==== Provided data

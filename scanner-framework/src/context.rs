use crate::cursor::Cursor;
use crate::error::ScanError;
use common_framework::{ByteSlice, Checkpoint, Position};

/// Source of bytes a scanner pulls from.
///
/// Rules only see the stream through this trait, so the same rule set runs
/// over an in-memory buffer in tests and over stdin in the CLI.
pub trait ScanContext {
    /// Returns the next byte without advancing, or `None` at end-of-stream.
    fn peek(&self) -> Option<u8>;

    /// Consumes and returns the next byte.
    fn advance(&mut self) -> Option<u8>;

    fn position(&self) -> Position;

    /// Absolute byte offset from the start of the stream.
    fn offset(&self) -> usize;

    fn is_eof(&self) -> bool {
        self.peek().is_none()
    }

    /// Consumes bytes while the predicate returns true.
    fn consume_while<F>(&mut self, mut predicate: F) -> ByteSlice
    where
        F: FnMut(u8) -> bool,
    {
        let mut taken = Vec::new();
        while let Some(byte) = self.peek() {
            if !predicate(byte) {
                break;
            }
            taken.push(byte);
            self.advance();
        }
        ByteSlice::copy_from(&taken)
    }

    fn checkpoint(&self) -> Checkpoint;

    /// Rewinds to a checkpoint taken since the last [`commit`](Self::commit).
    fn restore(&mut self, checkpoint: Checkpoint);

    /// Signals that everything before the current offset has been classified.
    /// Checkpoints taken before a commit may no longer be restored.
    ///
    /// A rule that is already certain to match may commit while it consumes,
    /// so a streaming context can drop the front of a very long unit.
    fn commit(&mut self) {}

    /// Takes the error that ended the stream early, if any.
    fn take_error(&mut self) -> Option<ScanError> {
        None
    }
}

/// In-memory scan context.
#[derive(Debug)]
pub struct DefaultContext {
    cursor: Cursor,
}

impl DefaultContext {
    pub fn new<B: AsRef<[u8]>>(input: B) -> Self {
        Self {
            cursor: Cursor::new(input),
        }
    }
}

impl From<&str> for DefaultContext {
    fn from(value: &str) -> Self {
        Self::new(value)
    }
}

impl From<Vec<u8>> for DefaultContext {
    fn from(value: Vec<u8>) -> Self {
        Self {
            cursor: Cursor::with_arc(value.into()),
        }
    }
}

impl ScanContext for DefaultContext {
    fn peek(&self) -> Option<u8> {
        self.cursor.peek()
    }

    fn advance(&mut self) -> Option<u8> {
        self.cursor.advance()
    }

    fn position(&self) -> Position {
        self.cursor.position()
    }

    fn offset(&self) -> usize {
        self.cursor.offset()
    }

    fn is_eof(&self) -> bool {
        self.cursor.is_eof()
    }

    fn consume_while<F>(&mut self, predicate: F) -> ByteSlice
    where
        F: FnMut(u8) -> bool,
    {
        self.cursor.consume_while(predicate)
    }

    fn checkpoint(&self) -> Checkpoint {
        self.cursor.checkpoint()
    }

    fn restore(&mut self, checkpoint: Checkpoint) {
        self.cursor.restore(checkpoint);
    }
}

========
==== Provided data

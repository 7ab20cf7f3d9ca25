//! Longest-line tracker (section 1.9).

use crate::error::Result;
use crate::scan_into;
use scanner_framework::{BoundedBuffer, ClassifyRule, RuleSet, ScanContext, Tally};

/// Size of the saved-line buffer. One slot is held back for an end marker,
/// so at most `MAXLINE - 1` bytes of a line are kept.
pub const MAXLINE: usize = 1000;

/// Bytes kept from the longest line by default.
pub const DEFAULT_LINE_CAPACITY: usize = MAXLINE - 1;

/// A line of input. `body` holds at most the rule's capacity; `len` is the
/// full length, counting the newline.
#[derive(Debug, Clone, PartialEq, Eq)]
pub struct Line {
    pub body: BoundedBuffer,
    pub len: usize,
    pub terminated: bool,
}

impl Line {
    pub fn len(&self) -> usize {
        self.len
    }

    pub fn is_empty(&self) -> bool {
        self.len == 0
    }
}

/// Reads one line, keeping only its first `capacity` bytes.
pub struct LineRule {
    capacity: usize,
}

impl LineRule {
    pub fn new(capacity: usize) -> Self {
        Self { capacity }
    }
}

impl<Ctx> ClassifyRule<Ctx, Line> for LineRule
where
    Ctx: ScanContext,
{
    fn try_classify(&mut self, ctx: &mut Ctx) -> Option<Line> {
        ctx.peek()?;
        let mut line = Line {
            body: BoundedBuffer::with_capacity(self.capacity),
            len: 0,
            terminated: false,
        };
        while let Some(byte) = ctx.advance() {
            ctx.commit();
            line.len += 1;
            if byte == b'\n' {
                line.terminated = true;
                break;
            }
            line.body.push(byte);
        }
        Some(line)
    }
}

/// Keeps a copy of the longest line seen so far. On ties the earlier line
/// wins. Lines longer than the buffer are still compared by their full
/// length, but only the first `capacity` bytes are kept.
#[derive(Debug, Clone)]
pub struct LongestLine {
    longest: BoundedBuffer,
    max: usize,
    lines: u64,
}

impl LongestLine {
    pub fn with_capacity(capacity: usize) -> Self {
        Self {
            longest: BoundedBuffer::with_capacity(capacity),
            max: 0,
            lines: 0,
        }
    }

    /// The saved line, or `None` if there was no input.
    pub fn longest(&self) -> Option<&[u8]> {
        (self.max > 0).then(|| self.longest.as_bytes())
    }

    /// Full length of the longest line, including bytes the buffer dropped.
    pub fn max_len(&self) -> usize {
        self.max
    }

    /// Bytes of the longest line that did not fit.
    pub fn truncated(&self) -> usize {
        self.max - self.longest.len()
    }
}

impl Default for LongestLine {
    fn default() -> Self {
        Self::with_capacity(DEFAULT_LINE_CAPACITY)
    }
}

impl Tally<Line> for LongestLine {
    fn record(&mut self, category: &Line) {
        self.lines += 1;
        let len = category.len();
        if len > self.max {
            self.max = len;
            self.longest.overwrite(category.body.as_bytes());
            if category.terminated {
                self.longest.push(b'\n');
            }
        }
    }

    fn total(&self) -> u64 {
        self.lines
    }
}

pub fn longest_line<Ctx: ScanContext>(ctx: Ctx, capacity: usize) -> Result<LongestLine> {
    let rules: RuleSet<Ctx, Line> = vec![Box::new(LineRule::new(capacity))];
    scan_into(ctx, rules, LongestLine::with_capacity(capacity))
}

========
==== Provided data

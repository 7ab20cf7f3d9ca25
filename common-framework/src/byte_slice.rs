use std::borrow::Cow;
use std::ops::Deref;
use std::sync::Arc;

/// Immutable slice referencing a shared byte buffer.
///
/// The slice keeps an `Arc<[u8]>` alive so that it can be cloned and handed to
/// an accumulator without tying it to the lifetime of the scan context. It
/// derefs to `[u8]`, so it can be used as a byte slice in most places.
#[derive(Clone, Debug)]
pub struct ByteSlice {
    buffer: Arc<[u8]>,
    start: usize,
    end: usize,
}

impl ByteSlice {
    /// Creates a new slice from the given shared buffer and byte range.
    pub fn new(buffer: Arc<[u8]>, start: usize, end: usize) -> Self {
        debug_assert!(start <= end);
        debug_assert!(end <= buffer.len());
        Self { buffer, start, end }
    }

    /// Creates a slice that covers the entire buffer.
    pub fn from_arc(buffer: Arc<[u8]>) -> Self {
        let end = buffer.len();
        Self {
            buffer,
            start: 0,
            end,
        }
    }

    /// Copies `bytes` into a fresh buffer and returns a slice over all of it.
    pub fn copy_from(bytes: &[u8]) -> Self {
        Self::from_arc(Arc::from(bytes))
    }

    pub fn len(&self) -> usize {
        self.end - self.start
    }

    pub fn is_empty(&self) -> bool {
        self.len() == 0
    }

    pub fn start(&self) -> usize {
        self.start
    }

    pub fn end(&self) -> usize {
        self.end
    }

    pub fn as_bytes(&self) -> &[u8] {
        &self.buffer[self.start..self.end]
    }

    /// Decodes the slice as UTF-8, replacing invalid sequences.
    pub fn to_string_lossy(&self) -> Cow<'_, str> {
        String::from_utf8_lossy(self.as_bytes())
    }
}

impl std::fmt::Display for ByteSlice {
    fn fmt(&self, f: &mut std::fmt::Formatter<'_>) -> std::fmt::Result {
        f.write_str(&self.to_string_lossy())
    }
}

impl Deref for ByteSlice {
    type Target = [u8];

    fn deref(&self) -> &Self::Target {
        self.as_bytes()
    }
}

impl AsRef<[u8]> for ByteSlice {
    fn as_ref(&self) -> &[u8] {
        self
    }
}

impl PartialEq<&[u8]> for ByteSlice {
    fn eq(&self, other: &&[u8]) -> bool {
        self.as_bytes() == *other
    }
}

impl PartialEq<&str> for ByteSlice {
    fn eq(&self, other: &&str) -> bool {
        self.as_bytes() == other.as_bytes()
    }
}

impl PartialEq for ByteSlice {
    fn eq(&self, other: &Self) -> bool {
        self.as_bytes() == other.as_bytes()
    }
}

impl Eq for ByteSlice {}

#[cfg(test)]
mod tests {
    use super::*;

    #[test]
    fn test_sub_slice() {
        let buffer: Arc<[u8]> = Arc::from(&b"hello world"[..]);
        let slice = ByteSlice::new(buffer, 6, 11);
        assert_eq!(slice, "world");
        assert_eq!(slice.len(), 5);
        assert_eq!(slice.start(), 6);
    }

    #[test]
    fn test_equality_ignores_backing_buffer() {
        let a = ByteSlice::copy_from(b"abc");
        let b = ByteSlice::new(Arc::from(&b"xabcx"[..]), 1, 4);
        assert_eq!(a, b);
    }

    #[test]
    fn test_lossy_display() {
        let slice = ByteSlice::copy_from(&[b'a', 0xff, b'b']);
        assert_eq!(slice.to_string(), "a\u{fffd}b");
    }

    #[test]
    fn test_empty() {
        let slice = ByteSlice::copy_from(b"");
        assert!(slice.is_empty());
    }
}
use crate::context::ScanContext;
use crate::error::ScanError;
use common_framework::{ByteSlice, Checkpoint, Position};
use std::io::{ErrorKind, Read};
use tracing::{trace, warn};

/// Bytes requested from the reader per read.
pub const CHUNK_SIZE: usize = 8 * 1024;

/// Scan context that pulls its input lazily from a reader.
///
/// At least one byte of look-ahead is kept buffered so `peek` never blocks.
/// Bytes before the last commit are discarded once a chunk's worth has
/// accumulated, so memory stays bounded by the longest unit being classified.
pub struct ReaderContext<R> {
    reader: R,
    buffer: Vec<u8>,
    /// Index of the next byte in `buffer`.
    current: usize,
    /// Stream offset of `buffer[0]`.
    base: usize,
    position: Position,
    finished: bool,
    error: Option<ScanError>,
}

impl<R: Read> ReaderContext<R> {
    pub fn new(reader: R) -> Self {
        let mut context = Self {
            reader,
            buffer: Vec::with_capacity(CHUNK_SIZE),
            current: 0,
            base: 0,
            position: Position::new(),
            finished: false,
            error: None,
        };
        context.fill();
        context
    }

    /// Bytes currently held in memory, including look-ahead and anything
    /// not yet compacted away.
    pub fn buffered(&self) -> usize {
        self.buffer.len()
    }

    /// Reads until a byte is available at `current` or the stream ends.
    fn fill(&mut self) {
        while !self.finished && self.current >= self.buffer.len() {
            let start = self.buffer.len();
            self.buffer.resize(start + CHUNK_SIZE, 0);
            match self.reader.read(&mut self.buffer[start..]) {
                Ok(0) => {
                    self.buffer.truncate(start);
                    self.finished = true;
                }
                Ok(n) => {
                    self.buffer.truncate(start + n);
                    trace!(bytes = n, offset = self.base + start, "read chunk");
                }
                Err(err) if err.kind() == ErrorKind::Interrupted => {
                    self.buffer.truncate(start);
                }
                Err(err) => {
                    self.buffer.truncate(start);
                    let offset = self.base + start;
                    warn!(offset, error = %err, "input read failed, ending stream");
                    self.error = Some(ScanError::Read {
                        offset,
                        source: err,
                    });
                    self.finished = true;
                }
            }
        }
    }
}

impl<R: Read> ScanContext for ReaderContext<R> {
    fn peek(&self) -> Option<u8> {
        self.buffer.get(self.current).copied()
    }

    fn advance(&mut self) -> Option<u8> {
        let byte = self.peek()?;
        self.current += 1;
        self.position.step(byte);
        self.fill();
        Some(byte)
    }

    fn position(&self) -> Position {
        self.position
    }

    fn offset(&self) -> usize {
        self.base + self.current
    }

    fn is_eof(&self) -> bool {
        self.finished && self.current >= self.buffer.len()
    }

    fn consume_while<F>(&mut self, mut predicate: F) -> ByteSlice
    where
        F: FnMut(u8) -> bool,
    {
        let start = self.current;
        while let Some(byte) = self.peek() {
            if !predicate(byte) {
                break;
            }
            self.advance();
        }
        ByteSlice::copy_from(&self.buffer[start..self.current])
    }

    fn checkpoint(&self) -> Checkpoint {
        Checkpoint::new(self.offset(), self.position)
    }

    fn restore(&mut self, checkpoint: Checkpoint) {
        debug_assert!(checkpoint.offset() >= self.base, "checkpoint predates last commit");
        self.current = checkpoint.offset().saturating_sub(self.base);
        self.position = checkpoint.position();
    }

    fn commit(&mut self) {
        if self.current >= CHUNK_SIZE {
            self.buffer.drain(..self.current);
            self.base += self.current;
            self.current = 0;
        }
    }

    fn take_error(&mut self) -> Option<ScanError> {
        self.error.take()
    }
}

========

Task details –
Determine how many lines of the entries hold "Target", and reply with that number only.

Result –
2